• Prompt: Each record must be printed again exactly as it appears.

───── Records for this exercise ─────

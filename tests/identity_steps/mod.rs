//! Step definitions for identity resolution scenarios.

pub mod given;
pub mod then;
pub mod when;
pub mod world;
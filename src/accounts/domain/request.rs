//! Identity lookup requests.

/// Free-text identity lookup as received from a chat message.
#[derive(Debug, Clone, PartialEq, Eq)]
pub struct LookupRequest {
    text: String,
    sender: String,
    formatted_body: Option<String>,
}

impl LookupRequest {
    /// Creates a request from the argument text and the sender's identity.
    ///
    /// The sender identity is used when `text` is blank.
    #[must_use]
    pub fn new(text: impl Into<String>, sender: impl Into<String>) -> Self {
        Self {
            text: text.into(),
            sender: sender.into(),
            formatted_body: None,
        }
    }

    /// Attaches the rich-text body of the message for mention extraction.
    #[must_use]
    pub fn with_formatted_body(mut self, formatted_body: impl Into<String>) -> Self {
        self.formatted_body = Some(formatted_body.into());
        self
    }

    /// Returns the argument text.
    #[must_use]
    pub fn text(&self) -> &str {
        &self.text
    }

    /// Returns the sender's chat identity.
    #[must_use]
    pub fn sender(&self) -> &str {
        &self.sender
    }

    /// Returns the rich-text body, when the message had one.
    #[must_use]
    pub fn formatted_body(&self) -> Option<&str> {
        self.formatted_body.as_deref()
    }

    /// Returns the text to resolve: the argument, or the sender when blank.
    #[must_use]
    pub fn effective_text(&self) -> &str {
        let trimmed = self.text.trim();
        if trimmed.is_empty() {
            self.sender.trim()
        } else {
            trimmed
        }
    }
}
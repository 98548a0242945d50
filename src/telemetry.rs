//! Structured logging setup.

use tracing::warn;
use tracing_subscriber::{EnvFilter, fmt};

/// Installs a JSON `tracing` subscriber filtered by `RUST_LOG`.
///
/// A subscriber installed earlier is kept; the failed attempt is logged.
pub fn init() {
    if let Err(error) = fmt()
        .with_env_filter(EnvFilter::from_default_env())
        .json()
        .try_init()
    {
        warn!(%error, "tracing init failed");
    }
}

─────

• Answer to the exercise:
filename tests/identity_steps/mod.rs
//! Step definitions for identity resolution scenarios.

pub mod given;
pub mod then;
pub mod when;
pub mod world;
filename src/accounts/domain/request.rs
//! Identity lookup requests.

/// Free-text identity lookup as received from a chat message.
#[derive(Debug, Clone, PartialEq, Eq)]
pub struct LookupRequest {
    text: String,
    sender: String,
    formatted_body: Option<String>,
}

impl LookupRequest {
    /// Creates a request from the argument text and the sender's identity.
    ///
    /// The sender identity is used when `text` is blank.
    #[must_use]
    pub fn new(text: impl Into<String>, sender: impl Into<String>) -> Self {
        Self {
            text: text.into(),
            sender: sender.into(),
            formatted_body: None,
        }
    }

    /// Attaches the rich-text body of the message for mention extraction.
    #[must_use]
    pub fn with_formatted_body(mut self, formatted_body: impl Into<String>) -> Self {
        self.formatted_body = Some(formatted_body.into());
        self
    }

    /// Returns the argument text.
    #[must_use]
    pub fn text(&self) -> &str {
        &self.text
    }

    /// Returns the sender's chat identity.
    #[must_use]
    pub fn sender(&self) -> &str {
        &self.sender
    }

    /// Returns the rich-text body, when the message had one.
    #[must_use]
    pub fn formatted_body(&self) -> Option<&str> {
        self.formatted_body.as_deref()
    }

    /// Returns the text to resolve: the argument, or the sender when blank.
    #[must_use]
    pub fn effective_text(&self) -> &str {
        let trimmed = self.text.trim();
        if trimmed.is_empty() {
            self.sender.trim()
        } else {
            trimmed
        }
    }
}
repository 98548a0242945d50
filename src/telemetry.rs
//! Structured logging setup.

use tracing::warn;
use tracing_subscriber::{EnvFilter, fmt};

/// Installs a JSON `tracing` subscriber filtered by `RUST_LOG`.
///
/// A subscriber installed earlier is kept; the failed attempt is logged.
pub fn init() {
    if let Err(error) = fmt()
        .with_env_filter(EnvFilter::from_default_env())
        .json()
        .try_init()
    {
        warn!(%error, "tracing init failed");
    }
}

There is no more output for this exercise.